Sciences humaines : Il semble que, depuis quelque temps, les discours sur l'éducation se recentrent sur la question des savoirs. Qu'en pensez-vous ?
Philippe Meirieu : Ce retour sur la question des savoirs peut s'expliquer par trois séries de phénomènes. Premièrement, l'épuisement du modèle psychosociologique pour comprendre la réalité éducative. Pendant très longtemps, les chercheurs en éducation se sont centrés sur la relation pédagogique. Carl Rogers- par exemple, et bien d'autres, travaillaient sur le côté purement relationnel des rapports maître-élèves. Ce discours a atteint ses limites. Il est aujourd'hui largement contesté parce qu'il y manque ce qu'on pourrait appeler « une théorie de la culture » : il explicite les conditions psychologiques de la transmission des savoirs mais ne s'interroge pas de manière suffisamment précise sur la nature des savoirs à transmettre.
On a vu, essentiellement dans les secteurs de l'animation et de la formation d'adultes, des formations se réduire à des cours de psychologie ou à l'étude des phénomènes relationnels vécus dans les groupes. Toutefois, dans l'Education nationale, ce phénomène ne s'est pas imposé dans la réalité des pratiques scolaires. Mais le discours psychosociologique a été dominant dans les années 70, dans le champ universitaire des sciences de l'éducation et dans la mouvance d'une certaine « pédagogie institutionnelle ». On a écarté la réflexion sur les savoirs, sans pour autant que cela touche les pratiques scolaires qui, pendant ce temps, restaient massivement très traditionnelles.
La deuxième série de phénomènes qui explique ce retour sur les savoirs concerne plus directement l'école. C'est la remise en question de tout un discours, très classique en pédagogie et qui s'est popularisé dans les années 80 sur les capacités générales.

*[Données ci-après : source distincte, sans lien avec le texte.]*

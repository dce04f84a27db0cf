//! Reseller records.

use crate::id::ResellerId;
use crate::money::Currency;
use serde::{Deserialize, Serialize};

/// A reseller (owner of subscriber accounts, debtor on the ledger).
///
/// A reseller's balance is not stored here. It is derived from the ledger
/// on every query; see `midpanel_ledger`.
#[derive(Debug, Clone, PartialEq, Eq, Serialize, Deserialize)]
pub struct Reseller {
    /// Panel-side identifier.
    pub id: ResellerId,
    /// Display name.
    pub name: String,
    /// Currency all of this reseller's ledger rows are kept in.
    pub currency: Currency,
    /// How far the derived balance may rise before sales are refused.
    /// `None` disables the check.
    pub credit_limit_minor: Option<i64>,
    /// Maximum number of accounts this reseller may own. `None` is
    /// unlimited. Informational; enforced by the operator surface.
    pub max_accounts: Option<u32>,
}

impl Reseller {
    /// Creates a reseller with no credit or account limits.
    pub fn new(id: ResellerId, name: impl Into<String>, currency: Currency) -> Self {
        Self {
            id,
            name: name.into(),
            currency,
            credit_limit_minor: None,
            max_accounts: None,
        }
    }

    /// Sets the credit limit.
    #[must_use]
    pub fn with_credit_limit(mut self, limit_minor: i64) -> Self {
        self.credit_limit_minor = Some(limit_minor);
        self
    }

    /// Sets the maximum account count.
    #[must_use]
    pub fn with_max_accounts(mut self, max: u32) -> Self {
        self.max_accounts = Some(max);
        self
    }
}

C'est ainsi que l'on a fonctionné sur une conception de la formation comme « gymnastique mentale » : les disciplines scolaires avaient pour objectif de former l'agilité de l'esprit plus que d'enseigner des contenus spécifiques. C'était explicitement l'objectif des langues mortes, des mathématiques (par la logique) et implicitement celui de la plupart des disciplines. On considérait que l'école devait former des habiletés intellectuelles, mais pas des savoirs au sens propre, dans la mesure où ces savoirs étaient peu pérennes et où il valait mieux « apprendre à apprendre » qu'apprendre. Ce slogan, « apprendre à apprendre », est très ancien, il date de la pédagogie initiée dans les Ecoles normales d'instituteurs, qui s'inspirait des théories de l'Allemand Herbart- au xixe siècle.

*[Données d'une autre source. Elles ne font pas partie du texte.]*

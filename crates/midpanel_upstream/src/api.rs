//! Wire types for the middleware API.
//!
//! Every response is a JSON envelope: `{"status": "OK", "error": "",
//! "results": ...}`. The account rows inside are lenient by necessity:
//! middleware deployments disagree on which fields they fill in, and the
//! reseller field arrives as a number, a numeric string, or garbage.

use crate::error::{UpstreamError, UpstreamResult};
use serde::{Deserialize, Deserializer, Serialize};

/// The JSON envelope wrapped around every middleware response.
#[derive(Debug, Clone, Deserialize)]
pub struct ApiResponse<T> {
    /// `"OK"` on success, anything else on failure.
    pub status: String,
    /// The middleware's error text. Usually empty on success.
    #[serde(default)]
    pub error: String,
    /// The payload. Write endpoints often omit it.
    #[serde(default = "none")]
    pub results: Option<T>,
}

fn none<T>() -> Option<T> {
    None
}

impl<T> ApiResponse<T> {
    /// True if the envelope reports success.
    #[must_use]
    pub fn is_ok(&self) -> bool {
        self.status == "OK"
    }

    fn rejection(&self) -> UpstreamError {
        if self.error.is_empty() {
            UpstreamError::rejected(format!("status {}", self.status))
        } else {
            UpstreamError::rejected(self.error.clone())
        }
    }

    /// Unwraps the payload, turning a non-OK status into an error.
    ///
    /// # Errors
    ///
    /// Returns [`UpstreamError::Rejected`] for a non-OK status, or
    /// [`UpstreamError::Protocol`] if an OK envelope carries no payload.
    pub fn into_results(self) -> UpstreamResult<T> {
        if !self.is_ok() {
            return Err(self.rejection());
        }
        self.results
            .ok_or_else(|| UpstreamError::protocol("OK response carried no results"))
    }

    /// Checks only the status, for write endpoints with no useful payload.
    ///
    /// # Errors
    ///
    /// Returns [`UpstreamError::Rejected`] for a non-OK status.
    pub fn into_ok(self) -> UpstreamResult<()> {
        if self.is_ok() {
            Ok(())
        } else {
            Err(self.rejection())
        }
    }
}

/// One subscriber row as the middleware reports it.
///
/// Raw and untrusted: the device identifier and handle may be empty, the
/// reseller field may be any JSON type. Validation happens during
/// reconciliation staging, not here.
#[derive(Debug, Clone, PartialEq, Eq, Serialize, Deserialize)]
pub struct UpstreamAccount {
    /// Device MAC address, possibly empty or malformed.
    #[serde(rename = "mac", default)]
    pub device_id: String,
    /// Display username, possibly empty.
    #[serde(rename = "login", default)]
    pub handle: String,
    /// Subscriber name.
    #[serde(default)]
    pub full_name: String,
    /// Contact phone as entered upstream, any format.
    #[serde(default)]
    pub phone: String,
    /// Contact e-mail.
    #[serde(default)]
    pub email: String,
    /// Tariff plan code.
    #[serde(rename = "tariff_plan", default)]
    pub plan: Option<String>,
    /// Subscription expiry, epoch milliseconds.
    #[serde(rename = "expire_at", default)]
    pub expires_at: Option<u64>,
    /// 1 for enabled, 0 for disabled.
    #[serde(default = "default_status")]
    pub status: i64,
    /// Owning reseller as the middleware knows it. Lenient: accepts a
    /// number or a numeric string; zero, negative and junk become `None`.
    #[serde(
        rename = "reseller",
        default,
        deserialize_with = "lenient_owner",
        skip_serializing_if = "Option::is_none"
    )]
    pub owner: Option<u64>,
}

fn default_status() -> i64 {
    1
}

impl UpstreamAccount {
    /// Creates an enabled row with the given identity, other fields empty.
    pub fn new(device_id: impl Into<String>, handle: impl Into<String>) -> Self {
        Self {
            device_id: device_id.into(),
            handle: handle.into(),
            full_name: String::new(),
            phone: String::new(),
            email: String::new(),
            plan: None,
            expires_at: None,
            status: 1,
            owner: None,
        }
    }

    /// True if the middleware reports the account as enabled.
    #[must_use]
    pub fn is_active(&self) -> bool {
        self.status == 1
    }
}

fn lenient_owner<'de, D>(deserializer: D) -> Result<Option<u64>, D::Error>
where
    D: Deserializer<'de>,
{
    #[derive(Deserialize)]
    #[serde(untagged)]
    enum Raw {
        Number(i64),
        Text(String),
    }

    Ok(match Option::<Raw>::deserialize(deserializer)? {
        Some(Raw::Number(n)) if n > 0 => u64::try_from(n).ok(),
        Some(Raw::Text(s)) => s
            .trim()
            .parse::<i64>()
            .ok()
            .filter(|n| *n > 0)
            .and_then(|n| u64::try_from(n).ok()),
        _ => None,
    })
}

/// One tariff plan as the middleware reports it.
#[derive(Debug, Clone, PartialEq, Eq, Serialize, Deserialize)]
pub struct Plan {
    /// Tariff code, the panel's plan reference.
    pub id: String,
    /// Display name.
    pub name: String,
    /// Price in minor currency units.
    #[serde(default)]
    pub price: i64,
    /// Subscription period in days.
    #[serde(default)]
    pub days: u32,
}

#[cfg(test)]
mod tests {
    use super::*;

    #[test]
    fn ok_envelope_yields_results() {
        let body = r#"{"status":"OK","error":"","results":[{"mac":"00:1A:79:11:22:33","login":"sub001"}]}"#;
        let envelope: ApiResponse<Vec<UpstreamAccount>> = serde_json::from_str(body).unwrap();
        let rows = envelope.into_results().unwrap();
        assert_eq!(rows.len(), 1);
        assert_eq!(rows[0].device_id, "00:1A:79:11:22:33");
        assert_eq!(rows[0].handle, "sub001");
        assert!(rows[0].is_active());
    }

    #[test]
    fn non_ok_status_becomes_rejection() {
        let body = r#"{"status":"ERROR","error":"Authorization failed"}"#;
        let envelope: ApiResponse<Vec<UpstreamAccount>> = serde_json::from_str(body).unwrap();
        let err = envelope.into_results().unwrap_err();
        assert!(matches!(err, UpstreamError::Rejected { .. }));
        assert!(err.to_string().contains("Authorization failed"));
    }

    #[test]
    fn ok_without_results_is_fine_for_writes() {
        let body = r#"{"status":"OK","error":""}"#;
        let envelope: ApiResponse<Vec<UpstreamAccount>> = serde_json::from_str(body).unwrap();
        envelope.into_ok().unwrap();
    }

    #[test]
    fn owner_accepts_number_and_numeric_string() {
        let row: UpstreamAccount =
            serde_json::from_str(r#"{"mac":"a","login":"b","reseller":5}"#).unwrap();
        assert_eq!(row.owner, Some(5));

        let row: UpstreamAccount =
            serde_json::from_str(r#"{"mac":"a","login":"b","reseller":"7"}"#).unwrap();
        assert_eq!(row.owner, Some(7));
    }

    #[test]
    fn owner_rejects_zero_negative_and_junk() {
        for raw in [
            r#"{"mac":"a","login":"b","reseller":0}"#,
            r#"{"mac":"a","login":"b","reseller":-3}"#,
            r#"{"mac":"a","login":"b","reseller":"0"}"#,
            r#"{"mac":"a","login":"b","reseller":""}"#,
            r#"{"mac":"a","login":"b","reseller":"none"}"#,
            r#"{"mac":"a","login":"b","reseller":null}"#,
            r#"{"mac":"a","login":"b"}"#,
        ] {
            let row: UpstreamAccount = serde_json::from_str(raw).unwrap();
            assert_eq!(row.owner, None, "input: {raw}");
        }
    }

    #[test]
    fn missing_fields_default() {
        let row: UpstreamAccount = serde_json::from_str(r#"{}"#).unwrap();
        assert!(row.device_id.is_empty());
        assert!(row.handle.is_empty());
        assert!(row.is_active());
        assert_eq!(row.plan, None);
    }

    #[test]
    fn plan_parses() {
        let body = r#"{"id":"premium_12m","name":"Premium 12 months","price":30000,"days":365}"#;
        let plan: Plan = serde_json::from_str(body).unwrap();
        assert_eq!(plan.id, "premium_12m");
        assert_eq!(plan.price, 30_000);
        assert_eq!(plan.days, 365);
    }
}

SH : Cette formule, apprendre à apprendre, devenue presque canonique chez les enseignants, est-elle remise en question ?
P.M.: La diffusion des travaux de Vygotski- a marqué une rupture très forte dans ce domaine.

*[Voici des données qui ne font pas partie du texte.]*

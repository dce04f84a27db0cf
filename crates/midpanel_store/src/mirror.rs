//! The local account mirror.
//!
//! Read-optimized copy of the upstream subscriber list. The mirror is
//! disposable: reconciliation replaces its rows wholesale from the
//! upstream source of truth, so nothing here is ever the authority on
//! an account's attributes. The persisted snapshot exists so reads work
//! between process restarts without an upstream round trip.

use crate::assignment::AssignmentMapping;
use crate::codec;
use crate::dir::{PanelDir, MIRROR_FILE};
use crate::error::{StoreError, StoreResult};
use midpanel_core::{now_millis, Account, DeviceId, Scope};
use parking_lot::RwLock;
use serde::{Deserialize, Serialize};
use std::collections::{BTreeMap, BTreeSet};
use std::sync::Arc;

const DOC_VERSION: u16 = 1;

#[derive(Debug, Serialize, Deserialize)]
struct MirrorDocument {
    version: u16,
    saved_at: u64,
    accounts: Vec<Account>,
}

/// In-memory account mirror with a persisted snapshot.
#[derive(Debug)]
pub struct MirrorStore {
    dir: Arc<PanelDir>,
    accounts: RwLock<BTreeMap<DeviceId, Account>>,
}

impl MirrorStore {
    /// Opens the mirror, loading the persisted snapshot if one exists.
    ///
    /// # Errors
    ///
    /// Returns an error if the snapshot exists but cannot be decoded.
    pub fn open(dir: Arc<PanelDir>) -> StoreResult<Self> {
        let mut accounts = BTreeMap::new();

        if let Some(bytes) = dir.load_document(MIRROR_FILE)? {
            let doc: MirrorDocument = codec::from_cbor(&bytes)?;
            if doc.version > DOC_VERSION {
                return Err(StoreError::invalid_document(format!(
                    "mirror document version {} is newer than supported {}",
                    doc.version, DOC_VERSION
                )));
            }
            for account in doc.accounts {
                accounts.insert(account.device_id.clone(), account);
            }
        }

        Ok(Self {
            dir,
            accounts: RwLock::new(accounts),
        })
    }

    /// Returns the number of mirrored accounts.
    #[must_use]
    pub fn len(&self) -> usize {
        self.accounts.read().len()
    }

    /// Returns true if the mirror holds no rows.
    #[must_use]
    pub fn is_empty(&self) -> bool {
        self.accounts.read().is_empty()
    }

    /// Looks up an account by device identifier.
    #[must_use]
    pub fn get(&self, device: &DeviceId) -> Option<Account> {
        self.accounts.read().get(device).cloned()
    }

    /// Looks up an account by display handle (linear scan).
    #[must_use]
    pub fn find_by_handle(&self, handle: &str) -> Option<Account> {
        self.accounts
            .read()
            .values()
            .find(|a| a.handle == handle)
            .cloned()
    }

    /// Returns all accounts visible in `scope`, ordered by device id.
    #[must_use]
    pub fn accounts(&self, scope: Scope) -> Vec<Account> {
        self.accounts
            .read()
            .values()
            .filter(|a| in_scope(a, scope))
            .cloned()
            .collect()
    }

    /// Returns the set of device identifiers visible in `scope`.
    #[must_use]
    pub fn device_ids(&self, scope: Scope) -> BTreeSet<DeviceId> {
        self.accounts
            .read()
            .values()
            .filter(|a| in_scope(a, scope))
            .map(|a| a.device_id.clone())
            .collect()
    }

    /// Derives the ownership mapping from live rows.
    ///
    /// Only rows with a resolved owner contribute; rows without one carry
    /// no ownership fact worth persisting.
    #[must_use]
    pub fn derive_assignments(&self) -> AssignmentMapping {
        let mut mapping = AssignmentMapping::new();
        for account in self.accounts.read().values() {
            if let Some(owner) = account.owner {
                mapping.insert(account.device_id.clone(), &account.handle, owner);
            }
        }
        mapping
    }

    /// Replaces the rows in `scope` with `rows` and persists the snapshot.
    ///
    /// For [`Scope::AllResellers`] every row is swapped out. For a single
    /// reseller only that reseller's rows are dropped first; rows owned by
    /// others, and unowned rows, are left alone.
    ///
    /// # Errors
    ///
    /// Returns an error if persisting the snapshot fails.
    pub fn replace(&self, scope: Scope, rows: Vec<Account>) -> StoreResult<()> {
        let mut accounts = self.accounts.write();

        match scope {
            Scope::AllResellers => accounts.clear(),
            Scope::Reseller(id) => {
                accounts.retain(|_, a| a.owner != Some(id));
            }
        }

        for account in rows {
            accounts.insert(account.device_id.clone(), account);
        }

        self.persist(&accounts)
    }

    /// Inserts or updates one row and persists the snapshot.
    ///
    /// # Errors
    ///
    /// Returns an error if persisting the snapshot fails.
    pub fn upsert(&self, account: Account) -> StoreResult<()> {
        let mut accounts = self.accounts.write();
        accounts.insert(account.device_id.clone(), account);
        self.persist(&accounts)
    }

    /// Removes one row, returning it, and persists the snapshot.
    ///
    /// # Errors
    ///
    /// Returns an error if persisting the snapshot fails.
    pub fn remove(&self, device: &DeviceId) -> StoreResult<Option<Account>> {
        let mut accounts = self.accounts.write();
        let removed = accounts.remove(device);
        if removed.is_some() {
            self.persist(&accounts)?;
        }
        Ok(removed)
    }

    fn persist(&self, accounts: &BTreeMap<DeviceId, Account>) -> StoreResult<()> {
        let doc = MirrorDocument {
            version: DOC_VERSION,
            saved_at: now_millis(),
            accounts: accounts.values().cloned().collect(),
        };
        let bytes = codec::to_cbor(&doc)?;
        self.dir.save_document(MIRROR_FILE, &bytes)
    }
}

fn in_scope(account: &Account, scope: Scope) -> bool {
    match scope {
        Scope::AllResellers => true,
        Scope::Reseller(id) => account.owner == Some(id),
    }
}

#[cfg(test)]
mod tests {
    use super::*;
    use midpanel_core::ResellerId;
    use tempfile::tempdir;

    fn device(n: u8) -> DeviceId {
        DeviceId::parse(&format!("00:1A:79:00:00:{n:02X}")).unwrap()
    }

    fn account(n: u8, owner: Option<u64>) -> Account {
        Account {
            device_id: device(n),
            handle: format!("sub{n:03}"),
            full_name: format!("Subscriber {n}"),
            phone: String::new(),
            email: String::new(),
            plan: None,
            expires_at: None,
            active: true,
            owner: owner.map(ResellerId::new),
            synced_at: 0,
        }
    }

    fn open_mirror(path: &std::path::Path) -> MirrorStore {
        let dir = Arc::new(PanelDir::open(path, true).unwrap());
        MirrorStore::open(dir).unwrap()
    }

    #[test]
    fn starts_empty() {
        let temp = tempdir().unwrap();
        let mirror = open_mirror(&temp.path().join("m"));
        assert!(mirror.is_empty());
        assert_eq!(mirror.len(), 0);
    }

    #[test]
    fn replace_all_swaps_every_row() {
        let temp = tempdir().unwrap();
        let mirror = open_mirror(&temp.path().join("m"));

        mirror
            .replace(Scope::AllResellers, vec![account(1, Some(1)), account(2, Some(2))])
            .unwrap();
        assert_eq!(mirror.len(), 2);

        mirror
            .replace(Scope::AllResellers, vec![account(3, Some(1))])
            .unwrap();
        assert_eq!(mirror.len(), 1);
        assert!(mirror.get(&device(1)).is_none());
        assert!(mirror.get(&device(3)).is_some());
    }

    #[test]
    fn scoped_replace_leaves_other_owners_alone() {
        let temp = tempdir().unwrap();
        let mirror = open_mirror(&temp.path().join("m"));

        mirror
            .replace(
                Scope::AllResellers,
                vec![account(1, Some(1)), account(2, Some(2)), account(3, None)],
            )
            .unwrap();

        // Rebuild reseller 1 with a different device.
        mirror
            .replace(Scope::Reseller(ResellerId::new(1)), vec![account(4, Some(1))])
            .unwrap();

        assert!(mirror.get(&device(1)).is_none());
        assert!(mirror.get(&device(2)).is_some());
        assert!(mirror.get(&device(3)).is_some());
        assert!(mirror.get(&device(4)).is_some());
    }

    #[test]
    fn scope_filters_reads() {
        let temp = tempdir().unwrap();
        let mirror = open_mirror(&temp.path().join("m"));

        mirror
            .replace(
                Scope::AllResellers,
                vec![account(1, Some(1)), account(2, Some(2)), account(3, None)],
            )
            .unwrap();

        assert_eq!(mirror.accounts(Scope::AllResellers).len(), 3);
        let owned = mirror.accounts(Scope::Reseller(ResellerId::new(1)));
        assert_eq!(owned.len(), 1);
        assert_eq!(owned[0].device_id, device(1));

        let ids = mirror.device_ids(Scope::Reseller(ResellerId::new(2)));
        assert!(ids.contains(&device(2)));
        assert_eq!(ids.len(), 1);
    }

    #[test]
    fn derive_assignments_skips_unowned_rows() {
        let temp = tempdir().unwrap();
        let mirror = open_mirror(&temp.path().join("m"));

        mirror
            .replace(
                Scope::AllResellers,
                vec![account(1, Some(7)), account(2, None)],
            )
            .unwrap();

        let mapping = mirror.derive_assignments();
        assert_eq!(mapping.by_device.len(), 1);
        assert_eq!(
            mapping.resolve(&device(1), "sub001"),
            Some(ResellerId::new(7))
        );
        assert_eq!(mapping.resolve(&device(2), "sub002"), None);
    }

    #[test]
    fn snapshot_survives_reopen() {
        let temp = tempdir().unwrap();
        let path = temp.path().join("m");

        {
            let mirror = open_mirror(&path);
            mirror
                .replace(Scope::AllResellers, vec![account(1, Some(1))])
                .unwrap();
        }

        let mirror = open_mirror(&path);
        assert_eq!(mirror.len(), 1);
        assert_eq!(mirror.get(&device(1)).unwrap().handle, "sub001");
    }

    #[test]
    fn find_by_handle_and_remove() {
        let temp = tempdir().unwrap();
        let mirror = open_mirror(&temp.path().join("m"));

        mirror.upsert(account(5, Some(1))).unwrap();
        assert!(mirror.find_by_handle("sub005").is_some());
        assert!(mirror.find_by_handle("missing").is_none());

        let removed = mirror.remove(&device(5)).unwrap();
        assert!(removed.is_some());
        assert!(mirror.remove(&device(5)).unwrap().is_none());
        assert!(mirror.is_empty());
    }
}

Vygotski dénonce cette conception qui renvoie à une « pédagogie formelle », qui écarte les contenus au profit des capacités mentales que ces contenus permettraient d'acquérir. Des travaux récents, comme ceux de Bernard Rey , montrent que la prégnance des contenus est beaucoup plus grande qu'on ne le croyait. On ne forme pas à des capacités générales, on forme à l'usage de certaines capacités sur certains contenus. Selon un exemple de Vygotski, quelqu'un qui sait évaluer des poids ne sait pas pour autant évaluer des longueurs. De même, un élève qui sait mémoriser une carte de géographie ne sait pas pour autant mémoriser du vocabulaire anglais.